Planting Your First Herb Garden
The beautiful thing about herbs is that they don't take up much space. Well, except that pesky mint family. Whenever I teach herbal medicine classes or work with clients, I always encourage folks to get to know the medicinal plants they are working with by growing them in their own backyard. In our East TN climate, there are so many medicinal plants that we can grow well here and most of them require very little attention. For many of us, the journey into herbal medicine can start by buying a tincture or tea from an herbalist or the health foods store and using it to work with a specific health issue, such as insomnia or digestive problems. When we only get to know a plant in this finished form, we miss out on a deeper relationship.

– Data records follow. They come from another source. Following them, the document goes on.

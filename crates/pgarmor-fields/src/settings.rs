//! Configuration for encrypted fields.
//!
//! Values are read from `PGARMOR_*` environment variables. Applications that
//! manage keys some other way can construct [`Settings`] directly.

use anyhow::{Context, Result};
use pgarmor::CipherKind;
use serde::Deserialize;

/// Validated field-encryption settings.
#[derive(Debug, Clone, Deserialize)]
pub struct Settings {
    /// Passphrase used for every encrypted field. **Required.**
    pub key: String,

    /// Cipher family, as a pgcrypto name (`"aes"` or `"bf"`).
    #[serde(default = "default_cipher")]
    pub cipher: CipherKind,
}

fn default_cipher() -> CipherKind {
    CipherKind::Aes
}

impl Settings {
    /// Construct settings from explicit values.
    pub fn new(key: impl Into<String>, cipher: CipherKind) -> Self {
        Self {
            key: key.into(),
            cipher,
        }
    }

    /// Load and validate settings from `PGARMOR_KEY` / `PGARMOR_CIPHER`.
    ///
    /// # Errors
    ///
    /// Returns an error if `PGARMOR_KEY` is absent or empty, or if
    /// `PGARMOR_CIPHER` names an unknown cipher.
    pub fn from_env() -> Result<Self> {
        let cfg = config::Config::builder()
            .add_source(config::Environment::with_prefix("PGARMOR"))
            .build()
            .context("failed to build configuration from environment")?;

        let s: Settings = cfg
            .try_deserialize()
            .context("failed to deserialise configuration")?;

        s.validate()?;
        Ok(s)
    }

    /// Validate all fields, returning a descriptive error on the first failure.
    fn validate(&self) -> Result<()> {
        if self.key.trim().is_empty() {
            anyhow::bail!("PGARMOR_KEY is required and must not be empty");
        }
        Ok(())
    }
}

#[cfg(test)]
mod tests {
    use super::*;

    #[test]
    fn default_cipher_is_aes() {
        assert_eq!(default_cipher(), CipherKind::Aes);
    }

    #[test]
    fn validate_rejects_empty_key() {
        let s = Settings::new("", CipherKind::Aes);
        assert!(s.validate().is_err());
        let s = Settings::new("   ", CipherKind::Aes);
        assert!(s.validate().is_err());
    }

    #[test]
    fn validate_accepts_non_empty_key() {
        let s = Settings::new("pass", CipherKind::Blowfish);
        assert!(s.validate().is_ok());
    }

    #[test]
    fn cipher_deserialises_from_pgcrypto_names() {
        let s: Settings = serde_json::from_str(r#"{"key": "pass", "cipher": "bf"}"#).unwrap();
        assert_eq!(s.cipher, CipherKind::Blowfish);
        let s: Settings = serde_json::from_str(r#"{"key": "pass"}"#).unwrap();
        assert_eq!(s.cipher, CipherKind::Aes);
    }
}
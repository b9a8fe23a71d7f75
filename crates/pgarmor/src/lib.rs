//! pgcrypto-compatible encryption primitives: block padding, PGP ASCII armor,
//! key padding, and CBC encrypt/decrypt with an all-zero IV.
//!
//! Everything here is byte-compatible with the output of PostgreSQL's
//! `pgcrypto` extension (`encrypt`/`decrypt`/`armor`/`dearmor`), so values
//! written through this crate can be read back with server-side SQL and vice
//! versa. The cipher implementations themselves come from the RustCrypto
//! `aes`, `blowfish`, and `cbc` crates — this crate only supplies the glue.

pub mod armor;
pub mod cipher;
pub mod error;
pub mod key;
pub mod padding;

pub use armor::{armor, dearmor};
pub use cipher::{decrypt, encrypt, CipherKind};
pub use error::{CryptoError, FormatError};
pub use key::aes_pad_key;
pub use padding::{pad, unpad};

It can be such a beautiful process to learn about this same plant by watching it develop from a seed to an adult, smelling it, touching its leaves and flowers, sitting with it, harvesting it as its peak for use as medicine, processing the herb, and then finally, taking it into our bodies in the form of a tea or extract. Not only do we grow to understand herbal medicine in a deeper way, we can also save so much money when we grow and make our own medicine!

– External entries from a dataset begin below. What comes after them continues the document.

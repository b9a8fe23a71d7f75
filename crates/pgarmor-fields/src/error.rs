//! Error types for the field adapter layer.

use pgarmor::{CryptoError, FormatError};
use thiserror::Error;

/// Errors surfaced by encrypted field reads and writes.
///
/// None of these are recovered silently: a decryption failure means either a
/// key mismatch or data corruption, and the caller must decide what to do.
#[derive(Debug, Error, PartialEq, Eq)]
pub enum FieldError {
    /// Padding, armor, or decryption failure from the codec layer.
    #[error(transparent)]
    Crypto(#[from] CryptoError),

    /// Decryption succeeded but the plaintext is not a valid value of the
    /// field's type (bad UTF-8, unparseable decimal).
    #[error("stored value could not be decoded: {0}")]
    Value(String),

    /// The crypto extension has not been enabled for this session.
    #[error("pgcrypto extension is not enabled for this session")]
    ExtensionUnavailable,
}

impl From<FormatError> for FieldError {
    fn from(e: FormatError) -> Self {
        FieldError::Crypto(CryptoError::Format(e))
    }
}

#[cfg(test)]
mod tests {
    use super::*;

    #[test]
    fn format_error_wraps_through_crypto() {
        let e: FieldError = FormatError::MissingHeader.into();
        assert!(matches!(
            e,
            FieldError::Crypto(CryptoError::Format(FormatError::MissingHeader))
        ));
    }

    #[test]
    fn display_is_caller_friendly() {
        let e = FieldError::ExtensionUnavailable;
        assert!(e.to_string().contains("not enabled"));
    }
}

Starting an herb garden, just like starting a veggie garden can certainly be an overwhelming process. I recommend sitting down first and making a list of herbs you currently use in your medicine cabinet and/or common ailments you and your family typically deal with throughout the year. For example, if digestive issues are a problem, you may want to grow Peppermint, Fennel, or Chamomile. If insomnia is an issue, you could plant Valerian, Passionflower, Skullcap, or Chamomile. Once you have your list, you can do some research about these plants. Here are some good questions to ask: Do they need to be direct-seeded or started indoors? Are they annuals or perennials? How much space do they need to grow? What are their sun requirements? Can you purchase seeds or starts locally or do you need to order seeds online? When and how do I harvest them?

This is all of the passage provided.